▶ _TO DO_: Gather from the listing below each line that includes the word "signals", and copy it.

▶ _EXTRACTED ENTRIES_:
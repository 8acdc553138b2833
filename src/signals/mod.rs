//! Structured signal extraction from free-form agent output.
//!
//! Turns are asked to answer in a fixed markdown template:
//!
//! - `## Progress` - what was done this turn
//! - `## Learnings` - facts worth carrying into later turns
//! - `## Status` - completion markers
//! - `### Verdict` - reviewer approval or the reasons it was withheld
//!
//! Agents drift from the template, so parsing is lenient: missing headers
//! fall back to the whole output, and completion markers are also accepted
//! anywhere in the text.

mod parser;
mod types;

pub use parser::{
    DEVELOPER_DONE_MARKER, DONE_MARKER, LEARNINGS_HEADER, OutputParser, PROGRESS_HEADER,
    REVIEWER_APPROVED_MARKER, STATUS_HEADER, VERDICT_HEADER, contains_marker, extract_section,
    mask_fences, parse, parse_agent_output, strip_markers,
};
pub use types::{ParseResult, Role, Sections, Verdict};
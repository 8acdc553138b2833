pub mod config;
pub mod errors;
pub mod logging;
pub mod orchestrator;
pub mod prompt;
pub mod runner;
pub mod signals;
pub mod store;
pub mod stream;
pub mod tracker;
pub mod ui;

▶ _PROBLEM SOLUTION_:
filename src/signals/mod.rs
pub mod signals;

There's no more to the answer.